Would you copy out each line of the records below that includes the word "items"?
Input for this task START
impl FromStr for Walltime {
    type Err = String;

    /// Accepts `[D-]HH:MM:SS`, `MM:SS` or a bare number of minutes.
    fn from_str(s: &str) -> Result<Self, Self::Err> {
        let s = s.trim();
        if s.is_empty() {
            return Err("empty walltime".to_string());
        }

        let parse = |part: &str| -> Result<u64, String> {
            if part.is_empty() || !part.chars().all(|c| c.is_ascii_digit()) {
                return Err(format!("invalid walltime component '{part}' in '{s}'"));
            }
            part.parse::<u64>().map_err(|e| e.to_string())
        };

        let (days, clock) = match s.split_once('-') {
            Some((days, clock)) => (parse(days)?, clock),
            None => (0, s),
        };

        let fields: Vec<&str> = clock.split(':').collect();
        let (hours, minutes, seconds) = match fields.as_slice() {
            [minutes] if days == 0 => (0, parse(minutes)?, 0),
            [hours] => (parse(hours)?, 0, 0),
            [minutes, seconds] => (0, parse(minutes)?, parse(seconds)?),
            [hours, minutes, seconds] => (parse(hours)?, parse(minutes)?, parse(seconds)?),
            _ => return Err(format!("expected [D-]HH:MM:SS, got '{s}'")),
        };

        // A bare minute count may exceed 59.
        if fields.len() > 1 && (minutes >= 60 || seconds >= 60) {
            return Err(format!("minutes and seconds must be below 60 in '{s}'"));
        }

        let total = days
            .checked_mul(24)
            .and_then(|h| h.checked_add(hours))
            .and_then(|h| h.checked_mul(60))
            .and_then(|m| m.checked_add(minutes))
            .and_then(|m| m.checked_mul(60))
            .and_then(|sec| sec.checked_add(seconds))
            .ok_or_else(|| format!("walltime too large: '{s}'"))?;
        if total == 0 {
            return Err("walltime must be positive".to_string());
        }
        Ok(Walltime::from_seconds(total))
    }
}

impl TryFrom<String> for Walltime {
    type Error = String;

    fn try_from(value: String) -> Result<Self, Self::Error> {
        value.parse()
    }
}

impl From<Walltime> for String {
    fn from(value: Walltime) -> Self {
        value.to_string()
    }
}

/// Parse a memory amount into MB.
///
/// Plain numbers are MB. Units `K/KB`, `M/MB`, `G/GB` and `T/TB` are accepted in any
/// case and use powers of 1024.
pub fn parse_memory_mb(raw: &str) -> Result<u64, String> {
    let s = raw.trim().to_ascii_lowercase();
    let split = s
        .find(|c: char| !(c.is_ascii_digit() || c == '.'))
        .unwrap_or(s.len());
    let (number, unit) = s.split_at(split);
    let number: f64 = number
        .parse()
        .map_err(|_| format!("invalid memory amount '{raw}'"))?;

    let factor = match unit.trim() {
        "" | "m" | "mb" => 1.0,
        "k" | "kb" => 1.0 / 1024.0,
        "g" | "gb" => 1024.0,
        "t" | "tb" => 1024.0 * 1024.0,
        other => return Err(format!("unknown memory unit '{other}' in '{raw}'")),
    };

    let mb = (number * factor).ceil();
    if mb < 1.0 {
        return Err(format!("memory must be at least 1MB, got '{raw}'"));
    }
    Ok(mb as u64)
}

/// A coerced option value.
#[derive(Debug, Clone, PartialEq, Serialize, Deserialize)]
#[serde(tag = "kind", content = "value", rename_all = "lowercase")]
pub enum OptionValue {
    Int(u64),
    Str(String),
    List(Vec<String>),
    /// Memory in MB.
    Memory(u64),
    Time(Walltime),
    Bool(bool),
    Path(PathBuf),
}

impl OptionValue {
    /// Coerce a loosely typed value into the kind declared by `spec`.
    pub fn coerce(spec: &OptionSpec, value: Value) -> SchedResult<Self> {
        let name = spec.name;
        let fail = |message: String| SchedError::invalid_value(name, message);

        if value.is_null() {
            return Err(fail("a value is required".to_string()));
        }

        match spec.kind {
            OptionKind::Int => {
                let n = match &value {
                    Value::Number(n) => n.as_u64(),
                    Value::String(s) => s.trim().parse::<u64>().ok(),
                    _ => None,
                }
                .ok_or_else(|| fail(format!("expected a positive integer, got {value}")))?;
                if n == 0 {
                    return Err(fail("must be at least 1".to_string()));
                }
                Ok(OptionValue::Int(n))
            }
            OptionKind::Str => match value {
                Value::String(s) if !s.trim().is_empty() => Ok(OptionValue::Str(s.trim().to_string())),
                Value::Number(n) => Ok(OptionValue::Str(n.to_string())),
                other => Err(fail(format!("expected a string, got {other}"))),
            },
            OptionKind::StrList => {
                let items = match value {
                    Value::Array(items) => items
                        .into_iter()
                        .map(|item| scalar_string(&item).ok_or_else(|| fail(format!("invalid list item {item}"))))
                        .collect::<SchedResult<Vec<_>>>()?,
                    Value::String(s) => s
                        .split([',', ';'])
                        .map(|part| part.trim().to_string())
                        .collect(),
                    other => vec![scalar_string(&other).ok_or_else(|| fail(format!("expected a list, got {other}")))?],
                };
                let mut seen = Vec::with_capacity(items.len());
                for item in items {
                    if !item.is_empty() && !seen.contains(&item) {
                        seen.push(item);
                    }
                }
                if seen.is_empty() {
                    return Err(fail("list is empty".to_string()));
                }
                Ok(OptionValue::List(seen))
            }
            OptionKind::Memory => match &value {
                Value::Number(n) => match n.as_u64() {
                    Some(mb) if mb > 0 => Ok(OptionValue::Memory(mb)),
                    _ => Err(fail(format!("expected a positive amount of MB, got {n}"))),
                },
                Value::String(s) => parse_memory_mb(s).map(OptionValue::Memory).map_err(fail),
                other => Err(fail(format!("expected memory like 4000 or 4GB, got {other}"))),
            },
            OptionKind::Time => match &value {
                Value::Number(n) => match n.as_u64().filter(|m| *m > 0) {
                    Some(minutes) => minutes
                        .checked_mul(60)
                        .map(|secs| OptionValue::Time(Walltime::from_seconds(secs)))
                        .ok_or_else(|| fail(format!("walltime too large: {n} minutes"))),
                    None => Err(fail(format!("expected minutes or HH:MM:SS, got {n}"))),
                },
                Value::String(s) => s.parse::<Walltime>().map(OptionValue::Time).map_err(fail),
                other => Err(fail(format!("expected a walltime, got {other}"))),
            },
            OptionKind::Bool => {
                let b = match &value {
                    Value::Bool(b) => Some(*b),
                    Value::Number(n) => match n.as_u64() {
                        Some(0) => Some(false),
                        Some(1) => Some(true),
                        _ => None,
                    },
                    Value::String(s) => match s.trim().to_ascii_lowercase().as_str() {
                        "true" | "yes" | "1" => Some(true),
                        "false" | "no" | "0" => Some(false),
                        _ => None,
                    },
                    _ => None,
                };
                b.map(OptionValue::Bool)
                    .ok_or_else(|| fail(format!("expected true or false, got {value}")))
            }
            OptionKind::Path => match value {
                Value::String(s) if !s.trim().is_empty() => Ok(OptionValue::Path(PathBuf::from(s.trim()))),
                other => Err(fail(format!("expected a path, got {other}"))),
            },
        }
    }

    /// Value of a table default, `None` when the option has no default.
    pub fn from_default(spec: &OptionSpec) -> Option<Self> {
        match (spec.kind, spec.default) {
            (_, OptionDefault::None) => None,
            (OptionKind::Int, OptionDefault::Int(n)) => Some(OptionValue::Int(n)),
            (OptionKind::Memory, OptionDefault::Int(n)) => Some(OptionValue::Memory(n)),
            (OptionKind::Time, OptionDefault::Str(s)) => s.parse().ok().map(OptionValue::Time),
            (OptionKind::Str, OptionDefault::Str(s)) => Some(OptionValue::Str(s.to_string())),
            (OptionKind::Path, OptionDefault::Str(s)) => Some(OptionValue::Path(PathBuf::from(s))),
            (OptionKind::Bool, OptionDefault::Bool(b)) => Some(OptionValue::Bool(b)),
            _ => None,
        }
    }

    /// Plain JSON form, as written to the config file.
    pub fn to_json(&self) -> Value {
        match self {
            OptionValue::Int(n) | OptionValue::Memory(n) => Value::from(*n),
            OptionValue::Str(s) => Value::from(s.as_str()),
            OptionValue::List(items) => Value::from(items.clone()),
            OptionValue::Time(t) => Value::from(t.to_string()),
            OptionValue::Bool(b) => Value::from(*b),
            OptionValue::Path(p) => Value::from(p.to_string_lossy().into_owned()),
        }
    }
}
Input for this task END
Your response –
                let items = match value {
                    Value::Array(items) => items
                let mut seen = Vec::with_capacity(items.len());
                for item in items {
            OptionValue::List(items) => Value::from(items.clone()),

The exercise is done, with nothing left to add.